The goal of the club was to get core golfers in a setting that maximizes what they seek most -- the golf itself. It's amazing to think the ownership entrusted a relatively unknown person in the name of Mike DeVries to do the job. DeVries hails from the area and has always been a long time fan of the nearby gem Alister Mackenzie course -- Crystal Downs. DeVries delivered big time here.

What makes Kingsley so alluring is the constant changes and decisions you face. There's no set pattern -- no sense of predictability easily gleaned. Adjusting is a constant state of affair when playing. Shotmaking is the sine qua non at Kingsley.

To even have a conversation that would suggest a course can be in the same league with Crystal Downs speaks volumes on how good Kingsley really is.

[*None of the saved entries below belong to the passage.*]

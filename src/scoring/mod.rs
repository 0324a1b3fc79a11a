pub mod formulas;
pub mod totals;
pub mod engine;
pub mod validation;

pub use formulas::{
    compute_dots, compute_ipf, compute_ipf_gl, compute_score, compute_wilks, compute_wilks2,
    Formula, Sex,
};
pub use totals::calculate_total_lifts;
pub use engine::{recompute, recompute_all, score_card, ScoreCard};
pub use validation::validate_lifter;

There are plenty of interesting holes to mention. The downhill 7th is the perfect equal to the qualities encountered with the other par-5 on the front side. The land pitches left and the player able to work a left-to-right ball flight can reap huge dividends. Converesely, the player unable to keep the ball from going left will face a much more daunting task.

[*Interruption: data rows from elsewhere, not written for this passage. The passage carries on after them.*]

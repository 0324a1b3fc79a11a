pub mod formatter;
pub mod theme;

pub use formatter::{
    format_load, format_roster_table, format_roster_tsv, format_score_card, format_score_json,
    format_theme_list, should_use_colors, RosterRow,
};
pub use theme::Palette;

When you arrive at the par-3 9th you encounter a hole that provides plenty of fodder for what is considered fair and appropriate on a hole. The landing area is quite demanding -- but when faced with a shot that's under 170-yards I don't see it as being too much to ask for a player to be asked to execute at a high level. There's two different teeing areas -- the angles each provides presents its own set of challenges.

The lone weakness at Kingsley comes when making the turn -- I see the 10th and 11th as good holes but given what you have played already the fall-off is apparent. That changes when you reach the long par-4 12th. At 460 yards the hole is a clear statement that only the finest of shots will be rewarded. The fairway provides suffcient width but you get the feeling it's narrower. Hesitation in executing here can prove fatal.

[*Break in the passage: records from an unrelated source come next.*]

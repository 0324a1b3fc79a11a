mod init;
mod schema;

pub use init::run_init_wizard;
pub use schema::{ColorTheme, Config};

use anyhow::{Context, Result};
use std::fs;
use std::path::{Path, PathBuf};
use tracing::debug;

use crate::loading::barbell::{find_barbell, BarbellType};
use crate::rules::Federation;

/// Theme root used when the config does not name one
pub const DEFAULT_THEME_DIR: &str = "BarBellWeights";

fn home_dir() -> PathBuf {
    dirs::home_dir().unwrap_or_else(|| PathBuf::from("."))
}

/// Get the config directory path (~/.config/bar-loader/)
pub fn get_config_dir() -> PathBuf {
    home_dir().join(".config").join("bar-loader")
}

/// Get the default config file path (~/.config/bar-loader/config.yaml)
pub fn get_config_path() -> PathBuf {
    get_config_dir().join("config.yaml")
}

/// Expand a leading `~` to the home directory.
pub fn expand_tilde(path: &str) -> PathBuf {
    if path == "~" {
        return home_dir();
    }
    match path.strip_prefix("~/") {
        Some(rest) => home_dir().join(rest),
        None => PathBuf::from(path),
    }
}

/// Load configuration from a YAML file
///
/// # Arguments
///
/// * `path` - Optional path to config file. If None, uses default path (~/.config/bar-loader/config.yaml)
///
/// A missing file yields the default configuration.
///
/// # Errors
///
/// Returns an error if:
/// - The config file cannot be read
/// - The YAML cannot be parsed
pub fn load_config(path: Option<PathBuf>) -> Result<Config> {
    let config_path = path.unwrap_or_else(get_config_path);

    if !config_path.exists() {
        debug!(path = %config_path.display(), "no config file, using defaults");
        return Ok(Config::default());
    }

    parse_config_file(&config_path)
}

fn parse_config_file(config_path: &Path) -> Result<Config> {
    let config_content = fs::read_to_string(config_path)
        .with_context(|| format!("Failed to read config file at {}", config_path.display()))?;

    let config: Config = serde_saphyr::from_str(&config_content).with_context(|| {
        format!(
            "Failed to parse config: invalid YAML in {}",
            config_path.display()
        )
    })?;

    debug!(path = %config_path.display(), "loaded config");
    Ok(config)
}

fn is_positive(value: f64) -> bool {
    value.is_finite() && value > 0.0
}

/// Check a loaded configuration, collecting every problem found.
pub fn validate_config(config: &Config) -> Result<(), Vec<String>> {
    let mut errors = Vec::new();

    if !is_positive(config.image_rounding) {
        errors.push(format!(
            "image_rounding: must be a positive number, got {}",
            config.image_rounding
        ));
    }

    if config.barbell_types.is_empty() {
        errors.push("barbell_types: at least one bar is required".to_string());
    }

    for (i, bar) in config.barbell_types.iter().enumerate() {
        if bar.name.trim().is_empty() {
            errors.push(format!("barbell_types[{}]: name must not be empty", i));
        }
        if !is_positive(bar.weight_lb) || !is_positive(bar.weight_kg) {
            errors.push(format!(
                "barbell_types[{}] ({}): weights must be positive",
                i, bar.name
            ));
        }
    }

    if !config.barbell_types.is_empty()
        && find_barbell(&config.barbell_types, &config.default_barbell).is_none()
    {
        errors.push(format!(
            "default_barbell: '{}' is not one of barbell_types",
            config.default_barbell
        ));
    }

    if let Err(e) = Federation::parse(&config.default_federation) {
        errors.push(format!("default_federation: {}", e));
    }

    if errors.is_empty() {
        Ok(())
    } else {
        Err(errors)
    }
}

impl Config {
    /// Resolved roster directory
    pub fn data_dir(&self) -> PathBuf {
        match &self.data_dir {
            Some(dir) => expand_tilde(dir),
            None => crate::roster::get_data_dir(),
        }
    }

    /// Resolved plate theme root
    pub fn theme_dir(&self) -> PathBuf {
        expand_tilde(self.theme_dir.as_deref().unwrap_or(DEFAULT_THEME_DIR))
    }

    /// Bar by name, or the configured default when `name` is None.
    pub fn barbell(&self, name: Option<&str>) -> Option<&BarbellType> {
        find_barbell(
            &self.barbell_types,
            name.unwrap_or(self.default_barbell.as_str()),
        )
    }

    pub fn federation(&self) -> Federation {
        Federation::parse_or_default(&self.default_federation)
    }
}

The short par-4 13th is truly special. One would think that at 292 yards the opportunity for birdie and even eagle is certainly doable. The key at the 13th is making sure you leave your ball with the perfect angle to wherever the flag is located. The green is enormous -- the contours are akin to a stormy day on the Atlantic Ocean. Many have come to the tee thinking a low number is doable -- then left the green muttering why they fared so differently than they had expected.

Those playing Kingsley always talk about the demand of the long par-4 15th. The central aspect deals with a putting surface that is rather small and not entirely receptive to anything but a stellar approach to the perched target. The most important thing to remember about the 15th is not to steer the long approach. Being short of the green is not a bad situation but missing too far to either side is a quick roadmap for double-bogey or more.

The ending series of holes are well balanced and quite varied with a par-3, par-5 and par-4 conclusion. The 18th is good closer -- down an undulating valley -- finishing with a putting surface set in an amphitheater setting. The best part is how the green is angled and protetced by a right front bunker. A tough hole for sure but not an extreme one where finishing well is out of the question.

It's hard to put into words the incredible feeling one gets when playing such a top tier layout. Walking the grounds with the bag on your shoulder and the weather cooperating to the max provides a combination truly hard to beat.

For those always on the lookout for experiences that are truly tour de force in the deliverance of pure golf keep Kingsley on your radar screen. The time spent here will always be remembered.